По утрянке заваливаюсь домой, а Влада Юрьевна лежит вся бледная на моем диване-кровати. Рядом Кизма пульс щупает.
– Что такое?
– Выкидыш.
Не удержался Николай Николаевич. Не видать Кизме мирового рекорда для своей науки. На нервной почве все получилось. Замдиректора Молодин додул, что у Кизмы она, и прихандекал с повинной. Для служебного положения он, видишь ли, не мог не разводиться. А жить, мол, можно и так. Ебать, в смысле. Не то пригрозил донести, что развращает в половых извращениях недоразвитого уголовника, то есть меня, и через меня же вырастить миллион узколобых для космоса задумала с Кизмой. Я так понял: Кизма его в живот боданул и теткиной спринцовкой его отхерачил.

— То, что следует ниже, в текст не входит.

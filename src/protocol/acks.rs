//! Token bookkeeping for PUSH_DATA and PULL_DATA.
//!
//! Every request goes out with a fresh token. The matching acknowledgement
//! retires it exactly once; anything else is unmatched and only logged.
//! Requests that stay unacknowledged past the timeout expire.

use super::packet::{MessageKind, Token};
use log::{debug, warn};
use std::time::Duration;

/// Outstanding requests kept before the oldest is expired early.
pub const MAX_OUTSTANDING: usize = 16;

#[derive(Debug, Clone, Copy, PartialEq, Eq)]
struct Outstanding {
    token: Token,
    kind: MessageKind,
    sent_us: u64,
}

/// A request that was never acknowledged.
#[derive(Debug, Clone, Copy, PartialEq, Eq)]
pub struct TokenTimeout {
    pub token: Token,
    pub kind: MessageKind,
    pub age_us: u64,
}

/// Result of feeding an acknowledgement to the tracker.
#[derive(Debug, Clone, Copy, PartialEq, Eq)]
pub enum AckMatch {
    /// Retired the request of this kind, sent `rtt_us` ago.
    Acknowledged { request: MessageKind, rtt_us: u64 },
    /// No outstanding request has this token and kind.
    Unmatched,
}

#[derive(Debug)]
pub struct AckTracker {
    outstanding: Vec<Outstanding>,
    timeout: Duration,
}

impl AckTracker {
    pub fn new(timeout: Duration) -> Self {
        Self {
            outstanding: Vec::with_capacity(MAX_OUTSTANDING),
            timeout,
        }
    }

    /// Remember a request. Returns the request evicted to make room, if any.
    pub fn register(&mut self, kind: MessageKind, token: Token, now_us: u64) -> Option<TokenTimeout> {
        let evicted = if self.outstanding.len() >= MAX_OUTSTANDING {
            let oldest = self.outstanding.remove(0);
            warn!(
                "Too many unacknowledged requests, giving up on {} {}",
                oldest.kind, oldest.token
            );
            Some(TokenTimeout {
                token: oldest.token,
                kind: oldest.kind,
                age_us: now_us.saturating_sub(oldest.sent_us),
            })
        } else {
            None
        };
        self.outstanding.push(Outstanding {
            token,
            kind,
            sent_us: now_us,
        });
        evicted
    }

    /// Match an acknowledgement against the outstanding requests.
    pub fn acknowledge(&mut self, ack: MessageKind, token: Token, now_us: u64) -> AckMatch {
        let position = self
            .outstanding
            .iter()
            .position(|o| o.token == token && o.kind.ack() == Some(ack));
        match position {
            Some(i) => {
                let request = self.outstanding.remove(i);
                let rtt_us = now_us.saturating_sub(request.sent_us);
                debug!("{} {} acknowledged after {} us", request.kind, token, rtt_us);
                AckMatch::Acknowledged {
                    request: request.kind,
                    rtt_us,
                }
            }
            None => {
                debug!("Unmatched {} with token {}", ack, token);
                AckMatch::Unmatched
            }
        }
    }

    /// Remove and return the requests older than the timeout.
    pub fn expire(&mut self, now_us: u64) -> Vec<TokenTimeout> {
        let timeout_us = self.timeout.as_micros() as u64;
        let mut expired = Vec::new();
        self.outstanding.retain(|o| {
            let age_us = now_us.saturating_sub(o.sent_us);
            if age_us >= timeout_us {
                expired.push(TokenTimeout {
                    token: o.token,
                    kind: o.kind,
                    age_us,
                });
                false
            } else {
                true
            }
        });
        for timeout in &expired {
            warn!(
                "No acknowledgement for {} {} after {} ms",
                timeout.kind,
                timeout.token,
                timeout.age_us / 1_000
            );
        }
        expired
    }

    pub fn is_pending(&self, token: Token) -> bool {
        self.outstanding.iter().any(|o| o.token == token)
    }

    pub fn len(&self) -> usize {
        self.outstanding.len()
    }

    pub fn is_empty(&self) -> bool {
        self.outstanding.is_empty()
    }
}

#[cfg(test)]
mod tests {
    use super::*;
    use lora_1ch_gateway_macros::esp32_test;

    fn tracker() -> AckTracker {
        AckTracker::new(Duration::from_secs(5))
    }

    #[esp32_test]
    fn test_pull_ack_with_other_token_leaves_request_pending() {
        let mut acks = tracker();
        acks.register(MessageKind::PullData, Token(0x1234), 0);

        assert_eq!(
            acks.acknowledge(MessageKind::PullAck, Token(0x5678), 100),
            AckMatch::Unmatched
        );
        assert!(acks.is_pending(Token(0x1234)));

        assert_eq!(
            acks.acknowledge(MessageKind::PullAck, Token(0x1234), 200),
            AckMatch::Acknowledged {
                request: MessageKind::PullData,
                rtt_us: 200
            }
        );
        assert!(acks.is_empty());
    }

    #[esp32_test]
    fn test_ack_retires_exactly_once() {
        let mut acks = tracker();
        acks.register(MessageKind::PushData, Token(7), 0);
        assert!(matches!(
            acks.acknowledge(MessageKind::PushAck, Token(7), 10),
            AckMatch::Acknowledged { .. }
        ));
        assert_eq!(
            acks.acknowledge(MessageKind::PushAck, Token(7), 20),
            AckMatch::Unmatched
        );
    }

    #[esp32_test]
    fn test_ack_kind_must_match_request() {
        let mut acks = tracker();
        acks.register(MessageKind::PushData, Token(9), 0);
        assert_eq!(
            acks.acknowledge(MessageKind::PullAck, Token(9), 10),
            AckMatch::Unmatched
        );
        assert!(acks.is_pending(Token(9)));
    }

    #[esp32_test]
    fn test_expire_reports_token_timeouts() {
        let mut acks = tracker();
        acks.register(MessageKind::PushData, Token(1), 0);
        acks.register(MessageKind::PullData, Token(2), 3_000_000);

        assert!(acks.expire(4_999_999).is_empty());
        let expired = acks.expire(5_000_000);
        assert_eq!(
            expired,
            vec![TokenTimeout {
                token: Token(1),
                kind: MessageKind::PushData,
                age_us: 5_000_000
            }]
        );
        assert!(acks.is_pending(Token(2)));
    }

    #[esp32_test]
    fn test_register_evicts_oldest_when_full() {
        let mut acks = tracker();
        for n in 0..MAX_OUTSTANDING as u16 {
            assert!(acks.register(MessageKind::PullData, Token(n), n as u64).is_none());
        }
        let evicted = acks.register(MessageKind::PullData, Token(999), 100).unwrap();
        assert_eq!(evicted.token, Token(0));
        assert_eq!(acks.len(), MAX_OUTSTANDING);
    }
}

Влада Юрьевна и выкинула, когда мы с уркой надрались у морга. Я за ней, как за родной, шестерил. Икры тогда до хера в магазинах было и крабов. Я утром проедусь на «букашке» – и в Елисеевский, купить чего-нибудь побацилистей. Ночью два раза парашу ее в гальюн выносил. Ведь по нашему большому коридору ходить опасно было. Сосед – Аркан Иванович Жаме – к бабам приставал, через окошко в ванну заглядывал, но трогать – не трогал. Стебанутый был на сексуальной почве. Каждый день бабу новую водил и подслушивал, как ссыт, и подсматривал шоколад из говна. Он же и стучал участковому, что в квартире творится, особенно на Кизму, как он в гальюне хохочет над чем-то. Кизму в Чека дергали, а он сказал:
– Смешно мне, гражданин начальник, что я человек – царь природы, разум у меня мировой, а вынужден, однако, сидеть в коммунальной квартире и срать как орангутанг какой-то. – Отбрил, в общем, Чека.

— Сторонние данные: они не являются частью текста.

//! # Printer Configurations
//!
//! Hardware capability presets for supported printer models.

pub mod config;

pub use config::PrinterConfig;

Короче говоря, выходил я Владу Юрьевну. Ходить уже начала. Я-то сколько уже сижу на голодной диете, не дроченый на работе и не ебаный в гостях. Веришь, яйцо одно неделю ломило, все распухло. Я пошел в гостиницу Гранд-отель помацать, что с ним (там в прихожей зеркало во весь рост). Подхожу, вынимаю, и, еби твою мать, – цветное кино! Яйцо-то мое все серо-буро-малиновое. Тут швейцар подбежал – седая борода и нос, что мое яйцо – шипит на ухо, в бок тычет: «Рыло, гадина, разъебай, на три года захотел? Запахивай! Франция, эвона на тебя смотрит!» Гляжу, на лестнице бабуля стоит. Наштукатуренная – аж щеки обвисли и, раскрывши ебало, за мной наблюдает, фотоаппарат наводит. Швейцар подмышку меня и на выход. Все еще вопит: «Деревня хуева! Ты бы еще в музей сходил! Для того ли в Москву приехал?»
Я у него за такие речуги червонец новыми из скулы взял и ему же на чай дал. Залыбился, гнида. Заходите, говорит, дорогие гости, всегда рады! Вот такое состояние у меня было. Но характер имею такой: решение принимаю, когда пора хуй к виску и кончать существование самоубийством.